The concept of "separation of church and state" is not found anywhere in the Constitution.  Let me give you a little background on it from the Wikipedia entry:
The concept of separation of church and state refers to the distance in the relationship between organized religion on the one hand and the nation state on the other. The term is an off-shoot of the original phrase, "wall of separation between church and state," as written in Thomas Jefferson's letter to the Danbury Baptists Association in 1802. Jefferson was responding to a letter that the Association had written him. In that letter, they expressed their concerns about the Constitution not reaching the State level. The Fourteenth Amendment to the United States Constitution did not yet exist, thus leaving the States vulnerable to federal legislation. In Jefferson's letter, he was reassuring the Baptists of Danbury that their religious freedom would remain protected - a promise that no possible religious majority would be able to force out a state's official church. The original text reads: "...I contemplate with sovereign reverence that act of the whole American people which declared that their legislature should 'make no law respecting an establishment of religion, or prohibiting the free exercise thereof,' thus building a wall of separation between Church & State."[1] The phrase was quoted by the United States Supreme Court first in 1878, and then in a series of cases starting in 1947. The phrase appears nowhere in the U.S. Constitution.
There's more at the link.

Liberal judges and anti-religious activists have used this phrase to justify all kinds of prohibitions on activities by religious organizations and I'm not sure any of it is actually constitutional. Where things get complicated is where tax law comes into play.

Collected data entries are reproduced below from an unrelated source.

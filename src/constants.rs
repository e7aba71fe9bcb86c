/// BMP 文件的标准头部大小 (字节)。
/// 头部原样复制，隐写数据从像素数据开始。
pub const BMP_HEADER_SIZE: usize = 54;

/// BMP 头部中宽度字段的偏移 (小端 32 位)。
pub const BMP_WIDTH_OFFSET: usize = 18;

/// BMP 头部中高度字段的偏移 (小端 32 位，负数表示自上而下存储)。
pub const BMP_HEIGHT_OFFSET: usize = 22;

/// 每个像素占用的字节数 (24 位 BMP)。
pub const BYTES_PER_PIXEL: u64 = 3;

/// 标识隐写图像的魔数。
pub const MAGIC_MARKER: &[u8; 2] = b"#*";

/// 隐藏一个字节所需的像素字节数。
/// 每个像素字节只在最低位存储 1 bit，因此需要 8 个像素字节。
pub const BITS_PER_BYTE: usize = 8;

/// 隐藏一个 32 位长度字段所需的像素字节数。
pub const INT_FIELD_BYTES: usize = 32;

/// 载体图像必须使用的扩展名。
pub const CARRIER_EXTENSION: &str = ".bmp";

/// 允许隐藏的秘密文件扩展名 (纯文本、C 源码、表格、脚本)。
pub const ALLOWED_SECRET_EXTENSIONS: [&str; 4] = [".txt", ".c", ".csv", ".sh"];

/// 扩展名 (含 '.') 的最大长度，解码时超过该值直接视为损坏。
pub const MAX_EXTENSION_LEN: usize = 16;

/// 未指定输出路径时，隐写图像的默认文件名。
pub const DEFAULT_STEGO_NAME: &str = "default.bmp";

/// 交互模式下允许重新输入的最大次数。
pub const MAX_PROMPT_ATTEMPTS: usize = 3;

Pastors are free to preach anything they want from their pulpits, including politics, but they do it at the risk of losing their tax-exempt status. Loss of such a status could have a devastating financial effect on a church which relies on tax-deductible contributions for most if not all of its finances. If congregants can't take the deduction some would undoubtedly choose not to give or would give elsewhere. And the church could find itself having to pay income taxes on whatever they do take in.

However, I'm not sure a constitutional case can be made for withholding a tax-exempt status from a church under any political circumstance.  The Constitution seems pretty clear that Congress shall make no law respecting an establishment of religion, or prohibiting the free exercise thereof.


I'd kind of like to see this get to the Supreme Court to see what might come of it.